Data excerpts
- Opening Delimiter -
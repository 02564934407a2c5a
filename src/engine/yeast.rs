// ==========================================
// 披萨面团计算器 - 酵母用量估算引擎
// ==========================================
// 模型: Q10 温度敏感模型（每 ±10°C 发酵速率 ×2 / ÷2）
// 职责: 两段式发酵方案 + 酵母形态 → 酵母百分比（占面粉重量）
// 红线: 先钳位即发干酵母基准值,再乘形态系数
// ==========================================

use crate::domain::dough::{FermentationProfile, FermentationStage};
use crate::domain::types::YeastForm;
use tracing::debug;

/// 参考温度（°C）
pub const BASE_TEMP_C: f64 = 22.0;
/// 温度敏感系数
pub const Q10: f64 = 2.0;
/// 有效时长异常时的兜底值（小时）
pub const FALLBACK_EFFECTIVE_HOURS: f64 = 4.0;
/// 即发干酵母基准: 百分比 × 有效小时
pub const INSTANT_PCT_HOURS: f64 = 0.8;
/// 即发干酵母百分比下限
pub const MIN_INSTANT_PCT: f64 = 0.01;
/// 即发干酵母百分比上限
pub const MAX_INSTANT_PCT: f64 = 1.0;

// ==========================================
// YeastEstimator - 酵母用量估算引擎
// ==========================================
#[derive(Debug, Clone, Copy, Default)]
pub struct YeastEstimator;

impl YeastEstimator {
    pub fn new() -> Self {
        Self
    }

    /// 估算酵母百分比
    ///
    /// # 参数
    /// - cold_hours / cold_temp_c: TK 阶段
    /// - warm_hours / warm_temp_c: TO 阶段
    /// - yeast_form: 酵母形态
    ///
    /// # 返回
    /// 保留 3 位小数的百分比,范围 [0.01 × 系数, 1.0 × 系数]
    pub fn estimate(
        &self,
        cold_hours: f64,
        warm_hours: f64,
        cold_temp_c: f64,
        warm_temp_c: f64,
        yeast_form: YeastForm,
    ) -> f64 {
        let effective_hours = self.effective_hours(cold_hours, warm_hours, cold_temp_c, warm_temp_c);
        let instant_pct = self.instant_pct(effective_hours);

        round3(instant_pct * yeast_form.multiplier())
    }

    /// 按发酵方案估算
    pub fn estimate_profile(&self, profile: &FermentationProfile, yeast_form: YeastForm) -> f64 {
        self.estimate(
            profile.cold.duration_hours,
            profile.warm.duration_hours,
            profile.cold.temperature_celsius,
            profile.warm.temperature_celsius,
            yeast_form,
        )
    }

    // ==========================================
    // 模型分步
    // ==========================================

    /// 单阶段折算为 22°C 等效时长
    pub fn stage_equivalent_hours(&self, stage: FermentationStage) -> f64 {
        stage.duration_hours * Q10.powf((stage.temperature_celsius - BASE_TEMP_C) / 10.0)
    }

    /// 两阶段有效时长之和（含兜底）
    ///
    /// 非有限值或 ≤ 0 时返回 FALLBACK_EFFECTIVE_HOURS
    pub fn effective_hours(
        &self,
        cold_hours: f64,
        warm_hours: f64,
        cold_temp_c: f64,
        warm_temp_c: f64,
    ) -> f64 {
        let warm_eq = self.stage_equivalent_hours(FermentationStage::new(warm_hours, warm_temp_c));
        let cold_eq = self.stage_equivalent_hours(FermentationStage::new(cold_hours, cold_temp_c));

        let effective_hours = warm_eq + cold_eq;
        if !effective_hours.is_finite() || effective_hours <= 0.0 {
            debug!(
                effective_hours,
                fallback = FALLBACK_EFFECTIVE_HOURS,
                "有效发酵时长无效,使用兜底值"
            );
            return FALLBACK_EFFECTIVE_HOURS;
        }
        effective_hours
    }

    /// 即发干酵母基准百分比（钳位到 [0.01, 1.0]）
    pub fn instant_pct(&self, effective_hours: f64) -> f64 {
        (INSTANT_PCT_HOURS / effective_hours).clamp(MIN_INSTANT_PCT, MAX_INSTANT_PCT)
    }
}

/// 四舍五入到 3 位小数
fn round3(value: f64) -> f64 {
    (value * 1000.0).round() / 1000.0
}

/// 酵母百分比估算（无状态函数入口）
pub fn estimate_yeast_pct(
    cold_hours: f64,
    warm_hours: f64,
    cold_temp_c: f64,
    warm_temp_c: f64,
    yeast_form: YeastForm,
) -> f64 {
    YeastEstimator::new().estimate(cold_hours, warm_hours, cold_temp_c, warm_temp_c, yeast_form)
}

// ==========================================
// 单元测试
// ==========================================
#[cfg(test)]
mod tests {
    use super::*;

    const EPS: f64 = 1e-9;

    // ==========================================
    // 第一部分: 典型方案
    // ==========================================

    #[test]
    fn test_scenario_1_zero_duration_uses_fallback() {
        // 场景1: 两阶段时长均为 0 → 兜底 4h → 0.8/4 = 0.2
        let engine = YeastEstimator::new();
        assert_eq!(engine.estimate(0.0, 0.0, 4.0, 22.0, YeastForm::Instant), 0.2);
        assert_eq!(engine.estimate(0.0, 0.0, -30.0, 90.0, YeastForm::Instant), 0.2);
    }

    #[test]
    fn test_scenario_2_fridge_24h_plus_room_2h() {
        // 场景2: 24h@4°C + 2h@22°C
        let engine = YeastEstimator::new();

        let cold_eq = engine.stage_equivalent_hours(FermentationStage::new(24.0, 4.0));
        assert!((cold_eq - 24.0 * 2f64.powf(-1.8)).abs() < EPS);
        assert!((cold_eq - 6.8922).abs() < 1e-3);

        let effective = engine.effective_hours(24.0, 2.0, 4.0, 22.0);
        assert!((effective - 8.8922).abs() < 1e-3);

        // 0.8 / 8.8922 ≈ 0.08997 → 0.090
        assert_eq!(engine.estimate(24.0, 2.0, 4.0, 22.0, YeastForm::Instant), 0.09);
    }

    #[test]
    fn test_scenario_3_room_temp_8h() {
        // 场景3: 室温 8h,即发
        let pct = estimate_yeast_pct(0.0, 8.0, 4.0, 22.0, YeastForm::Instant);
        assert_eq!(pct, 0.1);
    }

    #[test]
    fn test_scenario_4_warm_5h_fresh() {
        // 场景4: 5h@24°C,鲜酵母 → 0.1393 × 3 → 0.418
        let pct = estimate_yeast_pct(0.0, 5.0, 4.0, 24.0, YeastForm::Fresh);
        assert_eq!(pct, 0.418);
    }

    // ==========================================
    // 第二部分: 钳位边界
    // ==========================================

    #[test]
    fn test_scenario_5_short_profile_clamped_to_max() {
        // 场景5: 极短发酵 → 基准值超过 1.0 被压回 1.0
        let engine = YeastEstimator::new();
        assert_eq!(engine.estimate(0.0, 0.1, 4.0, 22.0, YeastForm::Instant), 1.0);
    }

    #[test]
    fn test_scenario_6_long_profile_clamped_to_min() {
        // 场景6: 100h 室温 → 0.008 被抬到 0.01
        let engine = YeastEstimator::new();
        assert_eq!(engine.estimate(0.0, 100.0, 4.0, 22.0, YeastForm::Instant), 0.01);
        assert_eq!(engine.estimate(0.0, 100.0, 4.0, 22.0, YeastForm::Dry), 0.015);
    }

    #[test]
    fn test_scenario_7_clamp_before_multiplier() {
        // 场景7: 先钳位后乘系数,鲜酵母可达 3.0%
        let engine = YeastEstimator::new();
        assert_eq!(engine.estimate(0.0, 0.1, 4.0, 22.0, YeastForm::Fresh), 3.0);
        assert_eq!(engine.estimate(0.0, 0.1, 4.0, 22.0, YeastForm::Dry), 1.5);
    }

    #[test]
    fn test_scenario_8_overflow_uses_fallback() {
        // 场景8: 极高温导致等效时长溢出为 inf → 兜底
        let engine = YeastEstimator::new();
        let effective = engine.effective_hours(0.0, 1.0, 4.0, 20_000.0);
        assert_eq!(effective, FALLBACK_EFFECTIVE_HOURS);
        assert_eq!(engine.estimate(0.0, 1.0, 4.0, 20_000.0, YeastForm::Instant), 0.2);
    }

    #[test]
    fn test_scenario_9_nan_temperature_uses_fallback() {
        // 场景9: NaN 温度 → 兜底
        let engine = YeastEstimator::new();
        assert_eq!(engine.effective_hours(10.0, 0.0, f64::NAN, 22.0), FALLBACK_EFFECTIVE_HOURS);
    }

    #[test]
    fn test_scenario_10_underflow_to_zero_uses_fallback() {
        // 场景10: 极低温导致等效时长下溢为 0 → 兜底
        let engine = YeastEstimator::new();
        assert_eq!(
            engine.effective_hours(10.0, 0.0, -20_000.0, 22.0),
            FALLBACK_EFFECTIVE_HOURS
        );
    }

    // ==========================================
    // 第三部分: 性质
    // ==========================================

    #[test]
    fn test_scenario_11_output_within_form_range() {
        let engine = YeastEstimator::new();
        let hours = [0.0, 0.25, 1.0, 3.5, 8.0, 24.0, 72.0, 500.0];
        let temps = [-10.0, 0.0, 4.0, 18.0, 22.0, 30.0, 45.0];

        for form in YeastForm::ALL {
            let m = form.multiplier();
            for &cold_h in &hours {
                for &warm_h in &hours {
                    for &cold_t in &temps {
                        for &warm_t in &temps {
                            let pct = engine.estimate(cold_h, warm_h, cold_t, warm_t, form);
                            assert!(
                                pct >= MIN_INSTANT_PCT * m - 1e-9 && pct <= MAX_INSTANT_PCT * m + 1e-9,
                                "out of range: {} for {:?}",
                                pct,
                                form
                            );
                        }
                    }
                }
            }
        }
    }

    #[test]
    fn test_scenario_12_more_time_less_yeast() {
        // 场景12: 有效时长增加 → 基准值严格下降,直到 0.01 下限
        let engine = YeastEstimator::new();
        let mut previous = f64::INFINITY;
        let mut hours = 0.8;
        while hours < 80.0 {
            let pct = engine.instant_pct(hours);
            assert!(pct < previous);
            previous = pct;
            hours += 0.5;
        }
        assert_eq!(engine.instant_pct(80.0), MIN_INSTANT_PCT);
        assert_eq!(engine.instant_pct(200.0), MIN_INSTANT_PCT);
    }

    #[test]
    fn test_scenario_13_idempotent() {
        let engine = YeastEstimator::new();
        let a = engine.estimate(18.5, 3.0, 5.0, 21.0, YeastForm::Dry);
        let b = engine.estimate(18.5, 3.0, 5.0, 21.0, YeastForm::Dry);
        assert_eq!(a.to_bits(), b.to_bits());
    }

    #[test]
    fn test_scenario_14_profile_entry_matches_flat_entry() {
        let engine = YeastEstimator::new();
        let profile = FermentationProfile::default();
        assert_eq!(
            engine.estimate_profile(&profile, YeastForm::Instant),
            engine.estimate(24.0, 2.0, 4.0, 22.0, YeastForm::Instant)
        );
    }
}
- Closing Delimiter -
- Opening Delimiter -
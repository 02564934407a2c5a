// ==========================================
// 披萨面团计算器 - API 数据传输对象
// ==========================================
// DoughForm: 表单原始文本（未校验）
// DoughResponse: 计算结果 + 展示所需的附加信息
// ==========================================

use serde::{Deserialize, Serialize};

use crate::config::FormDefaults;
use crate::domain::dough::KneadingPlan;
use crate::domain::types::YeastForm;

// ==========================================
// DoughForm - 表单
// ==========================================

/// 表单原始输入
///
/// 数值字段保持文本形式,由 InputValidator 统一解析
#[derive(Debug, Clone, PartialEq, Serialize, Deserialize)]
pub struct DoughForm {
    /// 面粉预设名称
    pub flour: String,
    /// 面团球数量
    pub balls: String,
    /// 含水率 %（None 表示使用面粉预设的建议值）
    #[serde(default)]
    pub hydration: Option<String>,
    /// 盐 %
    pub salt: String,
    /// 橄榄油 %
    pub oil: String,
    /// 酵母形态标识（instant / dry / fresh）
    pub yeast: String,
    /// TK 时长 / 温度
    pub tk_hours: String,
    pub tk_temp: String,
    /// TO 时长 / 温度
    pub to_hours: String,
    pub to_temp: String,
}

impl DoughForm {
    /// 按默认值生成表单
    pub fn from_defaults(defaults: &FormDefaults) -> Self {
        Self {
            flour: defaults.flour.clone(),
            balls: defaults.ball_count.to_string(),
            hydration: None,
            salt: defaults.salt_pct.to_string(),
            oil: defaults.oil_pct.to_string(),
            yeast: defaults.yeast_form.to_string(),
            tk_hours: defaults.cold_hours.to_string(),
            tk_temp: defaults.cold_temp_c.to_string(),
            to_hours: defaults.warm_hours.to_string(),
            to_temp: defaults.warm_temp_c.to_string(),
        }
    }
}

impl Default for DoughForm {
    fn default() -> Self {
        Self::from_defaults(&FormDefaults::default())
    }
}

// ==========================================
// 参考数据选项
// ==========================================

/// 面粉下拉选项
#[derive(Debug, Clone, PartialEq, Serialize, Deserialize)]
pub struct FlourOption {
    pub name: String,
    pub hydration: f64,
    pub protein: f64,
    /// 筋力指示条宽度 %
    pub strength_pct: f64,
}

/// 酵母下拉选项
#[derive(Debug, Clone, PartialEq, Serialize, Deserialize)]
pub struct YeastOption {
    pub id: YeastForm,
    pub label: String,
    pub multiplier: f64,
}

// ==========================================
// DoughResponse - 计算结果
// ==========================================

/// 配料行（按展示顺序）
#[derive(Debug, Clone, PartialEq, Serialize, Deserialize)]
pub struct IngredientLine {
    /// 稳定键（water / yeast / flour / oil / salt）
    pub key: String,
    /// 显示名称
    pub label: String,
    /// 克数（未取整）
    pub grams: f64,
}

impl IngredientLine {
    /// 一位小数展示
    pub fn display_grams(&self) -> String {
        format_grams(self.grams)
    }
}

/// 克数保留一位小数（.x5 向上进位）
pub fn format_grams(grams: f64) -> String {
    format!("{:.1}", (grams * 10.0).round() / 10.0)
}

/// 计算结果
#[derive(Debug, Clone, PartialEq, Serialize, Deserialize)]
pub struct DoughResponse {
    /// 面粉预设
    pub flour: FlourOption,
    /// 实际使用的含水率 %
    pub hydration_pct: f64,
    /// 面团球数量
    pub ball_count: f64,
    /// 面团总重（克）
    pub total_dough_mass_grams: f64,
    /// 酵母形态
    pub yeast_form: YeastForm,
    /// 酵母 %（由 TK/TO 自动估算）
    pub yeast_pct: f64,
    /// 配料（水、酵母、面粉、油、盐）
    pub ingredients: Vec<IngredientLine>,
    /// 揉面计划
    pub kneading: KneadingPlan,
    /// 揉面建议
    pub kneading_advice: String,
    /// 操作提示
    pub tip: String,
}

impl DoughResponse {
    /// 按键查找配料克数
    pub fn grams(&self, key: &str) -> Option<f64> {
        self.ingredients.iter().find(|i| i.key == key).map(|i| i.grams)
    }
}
- Closing Delimiter -
• **Required work**:
Wherever the string "ingredients" occurs in the records above, copy that line.

• **Written reply**:
    pub ingredients: Vec<IngredientLine>,
        self.ingredients.iter().find(|i| i.key == key).map(|i| i.grams)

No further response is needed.